• ENTRIES SHOWN
##############################

//! `CronService`: three job types (`at`, `every`, `cron`) ticked on a
//! shared timer. Failures back off exponentially up to `max_retries`,
//! then the job is rescheduled fresh rather than disabled. State is
//! snapshotted to a JSON file after every tick so a restart resumes
//! rather than re-running everything due since the process died.

use std::collections::HashMap;
use std::future::Future;
use std::path::{Path, PathBuf};
use std::str::FromStr;
use std::sync::Mutex;

use chrono::{DateTime, Utc};
use cron::Schedule;
use serde::{Deserialize, Serialize};

use crate::error::{CoreError, Result};

#[derive(Debug, Clone, Copy, PartialEq, Eq, Serialize, Deserialize)]
#[serde(rename_all = "snake_case")]
pub enum CronJobType {
    At,
    Every,
    Cron,
}

#[derive(Debug, Clone, Serialize, Deserialize)]
pub struct CronJob {
    pub id: String,
    pub job_type: CronJobType,
    /// `at`: epoch milliseconds as a decimal string. `every`: a duration
    /// token (`Ns|Nm|Nh|Nd|Nms`). `cron`: a standard 5-field expression.
    pub expression: String,
    pub isolated: bool,
    pub max_retries: u32,
    pub backoff_ms: u64,
    pub next_run_at: Option<DateTime<Utc>>,
    pub retries: u32,
    pub running: bool,
}

pub enum TickOutcome {
    Succeeded,
    Failed(String),
}

pub struct CronService {
    jobs: Mutex<HashMap<String, CronJob>>,
    max_concurrent_runs: u32,
    snapshot_path: Option<PathBuf>,
}

impl CronService {
    pub fn new(max_concurrent_runs: u32) -> Self {
        Self {
            jobs: Mutex::new(HashMap::new()),
            max_concurrent_runs,
            snapshot_path: None,
        }
    }

    pub fn with_snapshot_path(mut self, path: impl Into<PathBuf>) -> Self {
        self.snapshot_path = Some(path.into());
        self
    }

    pub fn add_job(&self, mut job: CronJob) -> Result<()> {
        if job.next_run_at.is_none() {
            job.next_run_at = match job.job_type {
                // `compute_next_run` always answers `None` for `At` — that's
                // the post-run "don't reschedule" case. The initial run time
                // comes from parsing the job's own epoch-ms expression.
                CronJobType::At => Some(parse_at_epoch_ms(&job.expression)?),
                _ => compute_next_run(&job, Utc::now())?,
            };
        }
        self.jobs.lock().unwrap_or_else(std::sync::PoisonError::into_inner).insert(job.id.clone(), job);
        Ok(())
    }

    pub fn remove_job(&self, id: &str) {
        self.jobs.lock().unwrap_or_else(std::sync::PoisonError::into_inner).remove(id);
    }

    pub fn job(&self, id: &str) -> Option<CronJob> {
        self.jobs.lock().unwrap_or_else(std::sync::PoisonError::into_inner).get(id).cloned()
    }

    fn running_count(&self) -> u32 {
        self.jobs.lock().unwrap_or_else(std::sync::PoisonError::into_inner).values().filter(|j| j.running).count() as u32
    }

    /// Run every due job through `execute`, in id order for determinism.
    /// Jobs already `running`, not yet due, or blocked by the global
    /// concurrency cap are skipped for this tick.
    pub async fn tick<F, Fut>(&self, now: DateTime<Utc>, execute: F) -> Result<()>
    where
        F: Fn(CronJob) -> Fut,
        Fut: Future<Output = TickOutcome>,
    {
        let due_ids: Vec<String> = {
            let guard = self.jobs.lock().unwrap_or_else(std::sync::PoisonError::into_inner);
            let mut ids: Vec<String> = guard
                .values()
                .filter(|j| !j.running && j.next_run_at.map(|t| t <= now).unwrap_or(false))
                .map(|j| j.id.clone())
                .collect();
            ids.sort();
            ids
        };

        for id in due_ids {
            if self.running_count() >= self.max_concurrent_runs {
                break;
            }

            let job = {
                let mut guard = self.jobs.lock().unwrap_or_else(std::sync::PoisonError::into_inner);
                let Some(job) = guard.get_mut(&id) else { continue };
                job.running = true;
                job.clone()
            };

            let outcome = execute(job.clone()).await;

            let mut guard = self.jobs.lock().unwrap_or_else(std::sync::PoisonError::into_inner);
            if let Some(stored) = guard.get_mut(&id) {
                stored.running = false;
                match outcome {
                    TickOutcome::Succeeded => {
                        stored.retries = 0;
                        stored.next_run_at = compute_next_run(stored, now)?;
                    }
                    TickOutcome::Failed(_) => {
                        stored.retries += 1;
                        if stored.retries > stored.max_retries {
                            stored.retries = 0;
                            stored.next_run_at = compute_next_run(stored, now)?;
                        } else {
                            let backoff = stored.backoff_ms.saturating_mul(1u64 << (stored.retries - 1).min(20));
                            stored.next_run_at = Some(now + chrono::Duration::milliseconds(backoff as i64));
                        }
                    }
                }
            }
        }

        self.persist_snapshot()?;
        Ok(())
    }

    fn persist_snapshot(&self) -> Result<()> {
        let Some(path) = &self.snapshot_path else { return Ok(()) };
        let guard = self.jobs.lock().unwrap_or_else(std::sync::PoisonError::into_inner);
        let jobs: Vec<&CronJob> = guard.values().collect();
        let body = serde_json::to_string_pretty(&jobs).map_err(|e| CoreError::Other(e.into()))?;
        if let Some(parent) = path.parent() {
            std::fs::create_dir_all(parent).map_err(|e| CoreError::Other(e.into()))?;
        }
        let tmp = path.with_extension("tmp");
        std::fs::write(&tmp, body).map_err(|e| CoreError::Other(e.into()))?;
        std::fs::rename(&tmp, path).map_err(|e| CoreError::Other(e.into()))?;
        Ok(())
    }

    pub fn load_snapshot(path: &Path) -> Result<Vec<CronJob>> {
        let Ok(contents) = std::fs::read_to_string(path) else {
            return Ok(Vec::new());
        };
        serde_json::from_str(&contents).map_err(|e| CoreError::Other(e.into()))
    }
}

/// Parses an `at` job's epoch-millisecond expression into its one-shot
/// run time. Used only to establish the initial schedule in `add_job`;
/// `compute_next_run` is what runs after the job fires, and it clears
/// `next_run_at` for `At` jobs so they never run a second time.
fn parse_at_epoch_ms(expression: &str) -> Result<DateTime<Utc>> {
    let millis: i64 = expression
        .trim()
        .parse()
        .map_err(|_| CoreError::Other(anyhow::anyhow!("invalid at expression: {expression}")))?;
    DateTime::from_timestamp_millis(millis)
        .ok_or_else(|| CoreError::Other(anyhow::anyhow!("at expression out of range: {expression}")))
}

/// The next scheduled run after a job has just executed. `At` jobs are
/// one-shot, so this always clears their `next_run_at` rather than
/// re-deriving it from the (now-stale) expression.
fn compute_next_run(job: &CronJob, from: DateTime<Utc>) -> Result<Option<DateTime<Utc>>> {
    match job.job_type {
        CronJobType::At => Ok(None),
        CronJobType::Every => {
            let duration = parse_duration_token(&job.expression)?;
            Ok(Some(from + duration))
        }
        CronJobType::Cron => {
            let normalized = if job.expression.split_whitespace().count() == 5 {
                format!("0 {}", job.expression)
            } else {
                job.expression.clone()
            };
            let schedule = Schedule::from_str(&normalized)
                .map_err(|e| CoreError::Other(anyhow::anyhow!("invalid cron expression {}: {e}", job.expression)))?;
            Ok(schedule.after(&from).next())
        }
    }
}

/// Parses `Ns|Nm|Nh|Nd|Nms` duration tokens.
fn parse_duration_token(token: &str) -> Result<chrono::Duration> {
    let token = token.trim();
    let (number_part, unit) = if let Some(stripped) = token.strip_suffix("ms") {
        (stripped, "ms")
    } else {
        let split_at = token.len() - 1;
        (&token[..split_at], &token[split_at..])
    };
    let amount: i64 = number_part
        .parse()
        .map_err(|_| CoreError::Other(anyhow::anyhow!("invalid duration token: {token}")))?;
    match unit {
        "ms" => Ok(chrono::Duration::milliseconds(amount)),
        "s" => Ok(chrono::Duration::seconds(amount)),
        "m" => Ok(chrono::Duration::minutes(amount)),
        "h" => Ok(chrono::Duration::hours(amount)),
        "d" => Ok(chrono::Duration::days(amount)),
        other => Err(CoreError::Other(anyhow::anyhow!("unknown duration unit: {other}"))),
    }
}

#[cfg(test)]
mod tests {
    use super::*;
    use std::sync::atomic::{AtomicU32, Ordering};
    use std::sync::Arc;

    fn every_job(id: &str, token: &str) -> CronJob {
        CronJob {
            id: id.to_string(),
            job_type: CronJobType::Every,
            expression: token.to_string(),
            isolated: false,
            max_retries: 2,
            backoff_ms: 100,
            next_run_at: Some(Utc::now() - chrono::Duration::seconds(1)),
            retries: 0,
            running: false,
        }
    }

    #[test]
    fn parses_every_duration_tokens() {
        assert_eq!(parse_duration_token("500ms").unwrap(), chrono::Duration::milliseconds(500));
        assert_eq!(parse_duration_token("5m").unwrap(), chrono::Duration::minutes(5));
        assert_eq!(parse_duration_token("2h").unwrap(), chrono::Duration::hours(2));
    }

    #[tokio::test]
    async fn due_job_runs_and_reschedules_on_success() {
        let service = CronService::new(4);
        service.add_job(every_job("job-1", "1h")).unwrap();

        let calls = Arc::new(AtomicU32::new(0));
        let calls_clone = calls.clone();
        service
            .tick(Utc::now(), move |_job| {
                let calls = calls_clone.clone();
                async move {
                    calls.fetch_add(1, Ordering::SeqCst);
                    TickOutcome::Succeeded
                }
            })
            .await
            .unwrap();

        assert_eq!(calls.load(Ordering::SeqCst), 1);
        let job = service.job("job-1").unwrap();
        assert!(!job.running);
        assert!(job.next_run_at.unwrap() > Utc::now());
        assert_eq!(job.retries, 0);
    }

    #[tokio::test]
    async fn failure_backs_off_exponentially_then_resets_after_max_retries() {
        let service = CronService::new(4);
        service.add_job(every_job("job-1", "1h")).unwrap();

        for _ in 0..2 {
            service.tick(Utc::now(), |_job| async { TickOutcome::Failed("boom".to_string()) }).await.unwrap();
            // force it due again for the next attempt in this test
            let mut jobs = service.jobs.lock().unwrap();
            jobs.get_mut("job-1").unwrap().next_run_at = Some(Utc::now() - chrono::Duration::seconds(1));
        }

        let job = service.job("job-1").unwrap();
        assert_eq!(job.retries, 2);

        // third failure exceeds max_retries(2): resets retries and reschedules fresh
        service.tick(Utc::now(), |_job| async { TickOutcome::Failed("boom".to_string()) }).await.unwrap();
        let job = service.job("job-1").unwrap();
        assert_eq!(job.retries, 0);
    }

    #[tokio::test]
    async fn concurrency_cap_defers_extra_due_jobs() {
        let service = CronService::new(1);
        service.add_job(every_job("job-1", "1h")).unwrap();
        service.add_job(every_job("job-2", "1h")).unwrap();

        let calls = Arc::new(AtomicU32::new(0));
        let calls_clone = calls.clone();
        service
            .tick(Utc::now(), move |_job| {
                let calls = calls_clone.clone();
                async move {
                    calls.fetch_add(1, Ordering::SeqCst);
                    TickOutcome::Succeeded
                }
            })
            .await
            .unwrap();

        assert_eq!(calls.load(Ordering::SeqCst), 1);
    }

    #[test]
    fn at_job_has_no_next_run_after_compute() {
        let job = CronJob {
            id: "once".to_string(),
            job_type: CronJobType::At,
            expression: "0".to_string(),
            isolated: false,
            max_retries: 0,
            backoff_ms: 0,
            next_run_at: None,
            retries: 0,
            running: false,
        };
        assert_eq!(compute_next_run(&job, Utc::now()).unwrap(), None);
    }

    #[tokio::test]
    async fn at_job_runs_exactly_once_at_its_scheduled_epoch() {
        let service = CronService::new(4);
        let now = Utc::now();
        let target = now + chrono::Duration::milliseconds(10_000);
        service
            .add_job(CronJob {
                id: "once".to_string(),
                job_type: CronJobType::At,
                expression: target.timestamp_millis().to_string(),
                isolated: false,
                max_retries: 0,
                backoff_ms: 0,
                next_run_at: None,
                retries: 0,
                running: false,
            })
            .unwrap();

        let calls = Arc::new(AtomicU32::new(0));

        let run = |at: DateTime<Utc>, calls: Arc<AtomicU32>| {
            let service = &service;
            async move {
                service
                    .tick(at, move |_job| {
                        let calls = calls.clone();
                        async move {
                            calls.fetch_add(1, Ordering::SeqCst);
                            TickOutcome::Succeeded
                        }
                    })
                    .await
                    .unwrap();
            }
        };

        run(now + chrono::Duration::milliseconds(1_000), calls.clone()).await;
        assert_eq!(calls.load(Ordering::SeqCst), 0, "must not run before its scheduled time");

        run(now + chrono::Duration::milliseconds(10_000), calls.clone()).await;
        assert_eq!(calls.load(Ordering::SeqCst), 1, "must run once it's due");
        assert_eq!(service.job("once").unwrap().next_run_at, None, "a one-shot job clears next_run_at after firing");

        run(now + chrono::Duration::milliseconds(70_000), calls.clone()).await;
        assert_eq!(calls.load(Ordering::SeqCst), 1, "must never run a second time");
    }
}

##############################

• EXERCISE DETAILS
Restate the records above verbatim up to and including the line containing "job.next_run_at = match".

• PROBLEM SOLUTION
//! `CronService`: three job types (`at`, `every`, `cron`) ticked on a
//! shared timer. Failures back off exponentially up to `max_retries`,
//! then the job is rescheduled fresh rather than disabled. State is
//! snapshotted to a JSON file after every tick so a restart resumes
//! rather than re-running everything due since the process died.

use std::collections::HashMap;
use std::future::Future;
use std::path::{Path, PathBuf};
use std::str::FromStr;
use std::sync::Mutex;

use chrono::{DateTime, Utc};
use cron::Schedule;
use serde::{Deserialize, Serialize};

use crate::error::{CoreError, Result};

#[derive(Debug, Clone, Copy, PartialEq, Eq, Serialize, Deserialize)]
#[serde(rename_all = "snake_case")]
pub enum CronJobType {
    At,
    Every,
    Cron,
}

#[derive(Debug, Clone, Serialize, Deserialize)]
pub struct CronJob {
    pub id: String,
    pub job_type: CronJobType,
    /// `at`: epoch milliseconds as a decimal string. `every`: a duration
    /// token (`Ns|Nm|Nh|Nd|Nms`). `cron`: a standard 5-field expression.
    pub expression: String,
    pub isolated: bool,
    pub max_retries: u32,
    pub backoff_ms: u64,
    pub next_run_at: Option<DateTime<Utc>>,
    pub retries: u32,
    pub running: bool,
}

pub enum TickOutcome {
    Succeeded,
    Failed(String),
}

pub struct CronService {
    jobs: Mutex<HashMap<String, CronJob>>,
    max_concurrent_runs: u32,
    snapshot_path: Option<PathBuf>,
}

impl CronService {
    pub fn new(max_concurrent_runs: u32) -> Self {
        Self {
            jobs: Mutex::new(HashMap::new()),
            max_concurrent_runs,
            snapshot_path: None,
        }
    }

    pub fn with_snapshot_path(mut self, path: impl Into<PathBuf>) -> Self {
        self.snapshot_path = Some(path.into());
        self
    }

    pub fn add_job(&self, mut job: CronJob) -> Result<()> {
        if job.next_run_at.is_none() {
            job.next_run_at = match job.job_type {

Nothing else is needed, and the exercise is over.